AH: The use of data to drive quality improvements—Florence Nightingale was looking at infection-related outcomes and mortality—and the surveillance of processes and outcomes related to infection intervention and antibiotic prescribing are really important. Issues that more recently have been taken on board are the need for multidisciplinary networks, embedding things in the structure of organizations to make sure the agenda is delivered, learning from the negatives like avoiding small technical teams not aligned with organizational frameworks, ensuring reinforcement from your academic partnerships and colleagues, making sure that the agenda is positively reinforced within hospitals supported by management and academia. Also, the antimicrobial resistance agenda has been there for a long time. It should have been much stronger and much more positively reinforced and recognized within the infection prevention agenda and the patient safety world.
RW: I wonder whether some of the more general patient safety issues are easier to explain or understand. "We operated on the wrong patient" is so tangible. "You have a health care–associated infection" seems a little bit more inaccessible or more technical. Did that have anything to do with it?

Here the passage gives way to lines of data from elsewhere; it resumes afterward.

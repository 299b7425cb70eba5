use crate::card::{Card, Role, TriggerKind};
use crate::game::mana::Resources;
use log::{debug, warn};
use thiserror::Error;

/// Errors raised while evaluating cards during the combo
#[derive(Error, Debug, Clone, PartialEq, Eq)]
pub enum GameError {
    /// A card whose type has no default trigger behavior didn't say what
    /// this trigger does. That's a hole in the card data, not "no effect".
    #[error("{card} does not implement its {trigger} trigger")]
    UnimplementedTrigger { card: String, trigger: TriggerKind },
}

/// A card instance with location state: either the spell being cast or a
/// permanent sitting on the board
#[derive(Debug, Clone)]
pub struct Permanent {
    pub card: Card,
    cost: Resources,
    in_hand: bool,
}

impl Permanent {
    /// A card that starts in hand, ready to be cast
    pub fn new(card: Card) -> Self {
        let cost = card.cost_pool();
        Permanent { card, cost, in_hand: true }
    }

    /// A card that is already in play
    pub fn in_play(card: Card) -> Self {
        Permanent { in_hand: false, ..Permanent::new(card) }
    }

    pub fn name(&self) -> &str {
        self.card.name()
    }

    pub fn cost(&self) -> &Resources {
        &self.cost
    }

    pub fn in_hand(&self) -> bool {
        self.in_hand
    }

    pub fn is_creature(&self) -> bool {
        self.card.card_type.is_creature()
    }

    pub fn is_noncreature(&self) -> bool {
        !self.is_creature()
    }

    pub fn is_instant_or_sorcery(&self) -> bool {
        self.card.card_type.is_instant_or_sorcery()
    }

    pub fn has_role(&self, role: Role) -> bool {
        self.card.has_role(role)
    }

    /// Casting a spell means removing it from the hand
    pub fn cast(&mut self) {
        self.in_hand = false;
    }

    /// The spell's output, or nothing if it went back to hand before resolving
    pub fn resolve(&self) -> Resources {
        if self.in_hand {
            debug!("{} is in hand and does NOT resolve.", self.name());
            return Resources::empty();
        }
        debug!("{} resolves.", self.name());
        self.card.output
    }

    /// A copy resolves regardless of where the original is
    pub fn copy(&self) -> Resources {
        debug!("Copied {}", self.name());
        self.card.output
    }

    /// Return the card to hand. Creatures can't be returned this way.
    pub fn bounce(&mut self) {
        if self.is_creature() {
            warn!("Can't return creature {} to hand.", self.name());
            return;
        }
        if self.in_hand {
            debug!("{} already in hand.", self.name());
            return;
        }
        debug!("Returned {} to hand.", self.name());
        self.in_hand = true;
    }

    /// Evaluate one trigger hook. Creatures, instants and sorceries that
    /// don't override it produce nothing; anything else is a data error.
    pub fn trigger(&self, kind: TriggerKind) -> Result<Resources, GameError> {
        match self.card.triggers.get(kind) {
            Some(delta) => {
                debug!("Triggered {} trigger from {}", kind, self.name());
                Ok(*delta)
            }
            None if self.card.card_type.has_default_triggers() => Ok(Resources::empty()),
            None => Err(GameError::UnimplementedTrigger {
                card: self.name().to_string(),
                trigger: kind,
            }),
        }
    }

    /// Trigger when any spell is cast
    pub fn trigger_on_cast(&self) -> Result<Resources, GameError> {
        self.trigger(TriggerKind::OnCast)
    }

    /// Trigger when a non-creature spell is cast
    pub fn trigger_on_noncreature(&self) -> Result<Resources, GameError> {
        self.trigger(TriggerKind::OnNonCreature)
    }

    /// Trigger when an instant or sorcery is cast or copied
    pub fn trigger_magecraft(&self) -> Result<Resources, GameError> {
        self.trigger(TriggerKind::Magecraft)
    }
}

/// Permanents in play, in a stable order
#[derive(Debug, Clone, Default)]
pub struct Board {
    permanents: Vec<Permanent>,
}

impl Board {
    pub fn new() -> Self {
        Board { permanents: Vec::new() }
    }

    pub fn from_cards(cards: Vec<Card>) -> Self {
        Board {
            permanents: cards.into_iter().map(Permanent::in_play).collect(),
        }
    }

    pub fn permanents(&self) -> &[Permanent] {
        &self.permanents
    }

    pub fn len(&self) -> usize {
        self.permanents.len()
    }

    pub fn is_empty(&self) -> bool {
        self.permanents.is_empty()
    }

    pub fn names(&self) -> Vec<&str> {
        self.permanents.iter().map(|p| p.name()).collect()
    }

    /// Sum one trigger over every permanent on the board
    pub fn trigger_all(&self, kind: TriggerKind) -> Result<Resources, GameError> {
        self.permanents.iter().try_fold(Resources::empty(), |acc, permanent| {
            debug!("Checking {} for {} trigger", permanent.name(), kind);
            Ok(acc + permanent.trigger(kind)?)
        })
    }

    pub fn has_copy_enabler(&self) -> bool {
        self.permanents.iter().any(|p| p.has_role(Role::CopyEnabler))
    }

    pub fn enhancer_count(&self) -> usize {
        self.permanents.iter().filter(|p| p.has_role(Role::Enhancer)).count()
    }

    /// Coin flips each cast gets: one for the enabler plus one per enhancer,
    /// or none at all without an enabler
    pub fn flips_per_cast(&self) -> usize {
        if self.has_copy_enabler() {
            1 + self.enhancer_count()
        } else {
            0
        }
    }
}

#[cfg(test)]
mod tests {
    use super::*;
    use crate::card::{CardType, ManaColor, Triggers};

    fn card(name: &str, card_type: CardType) -> Card {
        Card {
            name: name.to_string(),
            card_type,
            cost: vec![],
            roles: vec![],
            output: Resources::empty(),
            triggers: Triggers::default(),
        }
    }

    fn rite() -> Card {
        Card {
            cost: vec![ManaColor::Red],
            output: Resources::from_colors(&[ManaColor::Red, ManaColor::Red]),
            ..card("Rite of Flame", CardType::Sorcery)
        }
    }

    #[test]
    fn test_cast_takes_spell_out_of_hand() {
        let mut spell = Permanent::new(rite());
        assert!(spell.in_hand());
        spell.cast();
        assert!(!spell.in_hand());
        assert_eq!(spell.cost().mana.red, 1);
    }

    #[test]
    fn test_resolve_in_hand_yields_nothing() {
        let spell = Permanent::new(rite());
        assert!(spell.resolve().is_empty());
    }

    #[test]
    fn test_resolve_after_cast_yields_output() {
        let mut spell = Permanent::new(rite());
        spell.cast();
        assert_eq!(spell.resolve().mana.red, 2);
    }

    #[test]
    fn test_copy_ignores_location() {
        let spell = Permanent::new(rite());
        assert_eq!(spell.copy().mana.red, 2);
        assert!(spell.in_hand());
    }

    #[test]
    fn test_bounce_returns_spell_to_hand() {
        let mut spell = Permanent::new(rite());
        spell.cast();
        spell.bounce();
        assert!(spell.in_hand());
        spell.bounce();
        assert!(spell.in_hand());
    }

    #[test]
    fn test_bounce_never_moves_creature() {
        let mut in_hand = Permanent::new(card("Krark", CardType::Creature));
        in_hand.bounce();
        assert!(in_hand.in_hand());

        let mut cast = Permanent::new(card("Krark", CardType::Creature));
        cast.cast();
        cast.bounce();
        assert!(!cast.in_hand());
    }

    #[test]
    fn test_default_triggers_are_empty() {
        for card_type in [CardType::Creature, CardType::Instant, CardType::Sorcery] {
            let permanent = Permanent::in_play(card("Plain", card_type));
            assert_eq!(permanent.trigger_on_cast(), Ok(Resources::empty()));
            assert_eq!(permanent.trigger_on_noncreature(), Ok(Resources::empty()));
            assert_eq!(permanent.trigger_magecraft(), Ok(Resources::empty()));
        }
    }

    #[test]
    fn test_missing_trigger_on_other_types_is_an_error() {
        let permanent = Permanent::in_play(card("Blank Artifact", CardType::Artifact));
        let err = permanent.trigger_magecraft().unwrap_err();
        assert_eq!(
            err,
            GameError::UnimplementedTrigger {
                card: "Blank Artifact".to_string(),
                trigger: TriggerKind::Magecraft,
            }
        );
    }

    #[test]
    fn test_override_applies() {
        let mut prodigy = card("Harmonic Prodigy", CardType::Creature);
        let mut prowess = Resources::empty();
        prowess.trigger_prowess(1);
        prodigy.triggers.on_noncreature = Some(prowess);
        let permanent = Permanent::in_play(prodigy);
        assert_eq!(permanent.trigger_on_noncreature().map(|r| r.prowess), Ok(1));
        assert_eq!(permanent.trigger_on_cast(), Ok(Resources::empty()));
    }

    #[test]
    fn test_flips_per_cast_needs_enabler() {
        let mut enhancer = card("Harmonic Prodigy", CardType::Creature);
        enhancer.roles.push(Role::Enhancer);
        let mut enabler = card("Krark", CardType::Creature);
        enabler.roles.push(Role::CopyEnabler);

        let board = Board::from_cards(vec![enhancer.clone(), enhancer.clone()]);
        assert_eq!(board.enhancer_count(), 2);
        assert_eq!(board.flips_per_cast(), 0);

        let board = Board::from_cards(vec![enabler, enhancer.clone(), enhancer]);
        assert!(board.has_copy_enabler());
        assert_eq!(board.flips_per_cast(), 3);
    }

    #[test]
    fn test_trigger_all_sums_board() {
        let mut artist = card("Storm-Kiln Artist", CardType::Creature);
        artist.triggers.magecraft = Some(Resources { treasures: 1, ..Resources::empty() });
        let board =
            Board::from_cards(vec![artist.clone(), artist, card("Bear", CardType::Creature)]);
        assert_eq!(board.trigger_all(TriggerKind::Magecraft).map(|r| r.treasures), Ok(2));
        assert_eq!(board.trigger_all(TriggerKind::OnCast), Ok(Resources::empty()));
    }
}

AH: Perhaps, but that might be influenced by the social context and the sociopolitical context, because some countries have had a major focus on infection control outcomes and many patients believe it is very important. What they are most worried about when coming into hospital, regardless of the data, has been health care–associated infection. People are much more concerned about health care–associated infections than whether the surgeon will remove the wrong limb, operate on the wrong person, or give the wrong medication. So I think it's a bit more complicated than saying it's easier to understand. It depends on where you are, the level of media interest, the type of health care, etc.
RW: The infection prevention universe has systems for surveillance and monitoring and standard ways of collecting data. In much of the patient safety world, we rely on voluntary incident reporting, which hasn't worked very well. Why do you think that difference arose, and are lessons about how the infection world collects evidence about harm relevant to broader areas in patient safety?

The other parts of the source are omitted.